Bikeable Cities: Lessons from Pittsburgh

While many of the cities leading the resurgence in the popularity of biking are growing, Pittsburgh has found its own reasons for making the city a better place to bike.

2 minute read

March 13, 2014, 10:00 AM PDT

By James Brasuell @CasualBrasuell


“In the past few years, Pittsburgh has built 30 miles of on-street bike infrastructure and 500 bike racks, and it has started to install bike corrals,” reports Tanya Snyder. But those types of improvements haven’t occurred in the same conditions as growing cities like New York or Washington D.C.

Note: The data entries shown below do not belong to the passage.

//! # Trip Outbox Repository
//!
//! Durable FIFO of trip completions the backend has not confirmed yet.
//!
//! ## The Outbox Pattern
//! ```text
//! ┌─────────────────────────────────────────────────────────────────────────┐
//! │                    Outbox Pattern Implementation                        │
//! │                                                                         │
//! │  END TRIP (network failed or offline)                                  │
//! │       │                                                                 │
//! │       ▼                                                                 │
//! │  INSERT INTO trip_outbox (id, kind, payload, created_at_ms)            │
//! │       │               attempts = 0, last_attempt_at_ms = NULL          │
//! │       ▼                                                                 │
//! │  ┌─────────────────────────────────────────────────────────────────┐   │
//! │  │            SUBMISSION PIPELINE (hailmeter-sync)                 │   │
//! │  │                                                                 │   │
//! │  │  1. SELECT * FROM trip_outbox ORDER BY seq                     │   │
//! │  │  2. For each entry:                                            │   │
//! │  │     a. Delivered or rejected → DELETE                          │   │
//! │  │     b. Network failure       → attempts += 1,                  │   │
//! │  │                                last_attempt_at_ms = now        │   │
//! │  └─────────────────────────────────────────────────────────────────┘   │
//! │                                                                         │
//! │  Insertion order is the `seq` autoincrement column, never the clock,   │
//! │  so entries created within the same millisecond keep their order.      │
//! └─────────────────────────────────────────────────────────────────────────┘
//! ```
//!
//! This repository stores and orders entries. Deciding when an entry is due
//! or should be dropped belongs to the pipeline.

use chrono::Utc;
use serde::{Deserialize, Serialize};
use sqlx::{FromRow, SqlitePool};
use tracing::debug;
use uuid::Uuid;

use crate::error::{DbError, DbResult};
use hailmeter_core::OutboxKind;

/// One queued network operation.
#[derive(Debug, Clone, PartialEq, Eq, Serialize, Deserialize, FromRow)]
#[serde(rename_all = "camelCase")]
pub struct OutboxEntry {
    pub id: String,
    pub kind: OutboxKind,
    /// JSON request body, opaque to this crate.
    pub payload: String,
    pub created_at_ms: i64,
    pub attempts: i64,
    pub last_attempt_at_ms: Option<i64>,
    pub last_error: Option<String>,
}

const SELECT_COLUMNS: &str =
    "id, kind, payload, created_at_ms, attempts, last_attempt_at_ms, last_error";

/// Repository for the trip outbox.
#[derive(Debug, Clone)]
pub struct OutboxRepository {
    pool: SqlitePool,
}

impl OutboxRepository {
    pub fn new(pool: SqlitePool) -> Self {
        OutboxRepository { pool }
    }

    /// Appends an entry stamped with the current wall-clock time.
    ///
    /// ## Example
    /// ```rust,ignore
    /// let payload = serde_json::to_string(&request)?;
    /// db.outbox().enqueue(OutboxKind::StatusUpdate, &payload).await?;
    /// ```
    pub async fn enqueue(&self, kind: OutboxKind, payload: &str) -> DbResult<OutboxEntry> {
        self.enqueue_at(kind, payload, Utc::now().timestamp_millis())
            .await
    }

    /// Appends an entry with an explicit creation time.
    pub async fn enqueue_at(
        &self,
        kind: OutboxKind,
        payload: &str,
        created_at_ms: i64,
    ) -> DbResult<OutboxEntry> {
        let entry = OutboxEntry {
            id: Uuid::new_v4().to_string(),
            kind,
            payload: payload.to_string(),
            created_at_ms,
            attempts: 0,
            last_attempt_at_ms: None,
            last_error: None,
        };

        debug!(entry_id = %entry.id, kind = %kind, "Enqueuing outbox entry");

        sqlx::query(
            r#"
            INSERT INTO trip_outbox (id, kind, payload, created_at_ms, attempts)
            VALUES (?1, ?2, ?3, ?4, 0)
            "#,
        )
        .bind(&entry.id)
        .bind(entry.kind)
        .bind(&entry.payload)
        .bind(entry.created_at_ms)
        .execute(&self.pool)
        .await?;

        Ok(entry)
    }

    /// Every queued entry, oldest first.
    pub async fn pending(&self) -> DbResult<Vec<OutboxEntry>> {
        let sql = format!("SELECT {SELECT_COLUMNS} FROM trip_outbox ORDER BY seq ASC");
        let entries = sqlx::query_as::<_, OutboxEntry>(&sql)
            .fetch_all(&self.pool)
            .await?;
        Ok(entries)
    }

    /// Looks up one entry by id.
    pub async fn get(&self, id: &str) -> DbResult<Option<OutboxEntry>> {
        let sql = format!("SELECT {SELECT_COLUMNS} FROM trip_outbox WHERE id = ?1");
        let entry = sqlx::query_as::<_, OutboxEntry>(&sql)
            .bind(id)
            .fetch_optional(&self.pool)
            .await?;
        Ok(entry)
    }

    /// Deletes an entry. Returns whether it existed.
    pub async fn remove(&self, id: &str) -> DbResult<bool> {
        let result = sqlx::query("DELETE FROM trip_outbox WHERE id = ?1")
            .bind(id)
            .execute(&self.pool)
            .await?;

        debug!(entry_id = %id, removed = result.rows_affected() > 0, "Removed outbox entry");
        Ok(result.rows_affected() > 0)
    }

    /// Records a failed delivery: bumps `attempts`, stamps the time.
    pub async fn record_attempt(&self, id: &str, at_ms: i64, error: &str) -> DbResult<()> {
        let result = sqlx::query(
            r#"
            UPDATE trip_outbox SET
                attempts = attempts + 1,
                last_attempt_at_ms = ?2,
                last_error = ?3
            WHERE id = ?1
            "#,
        )
        .bind(id)
        .bind(at_ms)
        .bind(error)
        .execute(&self.pool)
        .await?;

        if result.rows_affected() == 0 {
            return Err(DbError::not_found("OutboxEntry", id));
        }
        Ok(())
    }

    /// Rewrites the operation an entry performs, keeping its queue position
    /// and retry history.
    pub async fn replace_payload(&self, id: &str, kind: OutboxKind, payload: &str) -> DbResult<()> {
        let result = sqlx::query("UPDATE trip_outbox SET kind = ?2, payload = ?3 WHERE id = ?1")
            .bind(id)
            .bind(kind)
            .bind(payload)
            .execute(&self.pool)
            .await?;

        if result.rows_affected() == 0 {
            return Err(DbError::not_found("OutboxEntry", id));
        }
        Ok(())
    }

    /// Number of queued entries.
    pub async fn count_pending(&self) -> DbResult<i64> {
        let count: i64 = sqlx::query_scalar("SELECT COUNT(*) FROM trip_outbox")
            .fetch_one(&self.pool)
            .await?;
        Ok(count)
    }
}

#[cfg(test)]
mod tests {
    use super::*;
    use crate::pool::{Database, DbConfig};

    async fn repo() -> OutboxRepository {
        Database::new(DbConfig::in_memory()).await.unwrap().outbox()
    }

    #[tokio::test]
    async fn test_enqueue_and_pending_in_insertion_order() {
        let repo = repo().await;
        let first = repo
            .enqueue_at(OutboxKind::StatusUpdate, r#"{"n":1}"#, 5_000)
            .await
            .unwrap();
        let second = repo
            .enqueue_at(OutboxKind::FlagdownThenComplete, r#"{"n":2}"#, 5_000)
            .await
            .unwrap();
        // Older timestamp, still queued last
        let third = repo
            .enqueue_at(OutboxKind::StatusUpdate, r#"{"n":3}"#, 1_000)
            .await
            .unwrap();

        let pending = repo.pending().await.unwrap();
        let ids: Vec<_> = pending.iter().map(|e| e.id.as_str()).collect();
        assert_eq!(ids, vec![first.id.as_str(), second.id.as_str(), third.id.as_str()]);
        assert_eq!(pending[1].kind, OutboxKind::FlagdownThenComplete);
        assert_eq!(pending[0].attempts, 0);
        assert_eq!(pending[0].last_attempt_at_ms, None);
        assert_eq!(repo.count_pending().await.unwrap(), 3);
    }

    #[tokio::test]
    async fn test_ids_are_unique() {
        let repo = repo().await;
        let a = repo.enqueue(OutboxKind::StatusUpdate, "{}").await.unwrap();
        let b = repo.enqueue(OutboxKind::StatusUpdate, "{}").await.unwrap();
        assert_ne!(a.id, b.id);
    }

    #[tokio::test]
    async fn test_record_attempt() {
        let repo = repo().await;
        let entry = repo.enqueue(OutboxKind::StatusUpdate, "{}").await.unwrap();

        repo.record_attempt(&entry.id, 10_000, "connection refused")
            .await
            .unwrap();
        repo.record_attempt(&entry.id, 12_000, "timed out").await.unwrap();

        let stored = repo.get(&entry.id).await.unwrap().unwrap();
        assert_eq!(stored.attempts, 2);
        assert_eq!(stored.last_attempt_at_ms, Some(12_000));
        assert_eq!(stored.last_error.as_deref(), Some("timed out"));
    }

    #[tokio::test]
    async fn test_record_attempt_missing_entry() {
        let repo = repo().await;
        let err = repo.record_attempt("nope", 1, "x").await.unwrap_err();
        assert!(matches!(err, DbError::NotFound { .. }));
    }

    #[tokio::test]
    async fn test_replace_payload_keeps_position_and_attempts() {
        let repo = repo().await;
        let flagdown = repo
            .enqueue(OutboxKind::FlagdownThenComplete, r#"{"create":true}"#)
            .await
            .unwrap();
        let other = repo.enqueue(OutboxKind::StatusUpdate, "{}").await.unwrap();
        repo.record_attempt(&flagdown.id, 1_000, "offline").await.unwrap();

        repo.replace_payload(&flagdown.id, OutboxKind::StatusUpdate, r#"{"bookingId":"b-1"}"#)
            .await
            .unwrap();

        let pending = repo.pending().await.unwrap();
        assert_eq!(pending[0].id, flagdown.id);
        assert_eq!(pending[0].kind, OutboxKind::StatusUpdate);
        assert_eq!(pending[0].payload, r#"{"bookingId":"b-1"}"#);
        assert_eq!(pending[0].attempts, 1);
        assert_eq!(pending[1].id, other.id);
    }

    #[tokio::test]
    async fn test_remove() {
        let repo = repo().await;
        let entry = repo.enqueue(OutboxKind::StatusUpdate, "{}").await.unwrap();

        assert!(repo.remove(&entry.id).await.unwrap());
        assert!(!repo.remove(&entry.id).await.unwrap());
        assert_eq!(repo.count_pending().await.unwrap(), 0);
    }
}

“Remember, we’re a city that went through 40 years of population decline. So we’re not one of those cities that is booming and this is a necessity. We’re doing it in order to encourage bike-sharing as a program, in order to encourage less need of the use of a car, in order to encourage developers to not have to put in surface parking lots or dig down several feet and then ask for a TIF because they can’t afford the parking infrastructure they’re putting in,” explained Mayor Bill Peduto in a recent speech to the National Bike Summit.

According to Snyder’s article, Pittsburgh has made a lot of progress in improving bike infrastructure in the city, despite its less gilded economic and demographic history in recent decades: “At about the same time that Pittsburgh’s economy hit bottom, it was ranked one of the worst five cities in the country for bicycling…Now Bicycling Magazine rates Pittsburgh the 35th most bicycle-friendly city in America, and Peduto wants to see it shoot into the top ten. Thirty percent of Pittsburghers walk, bike, or take transit to work — only seven other American cities have a higher share.”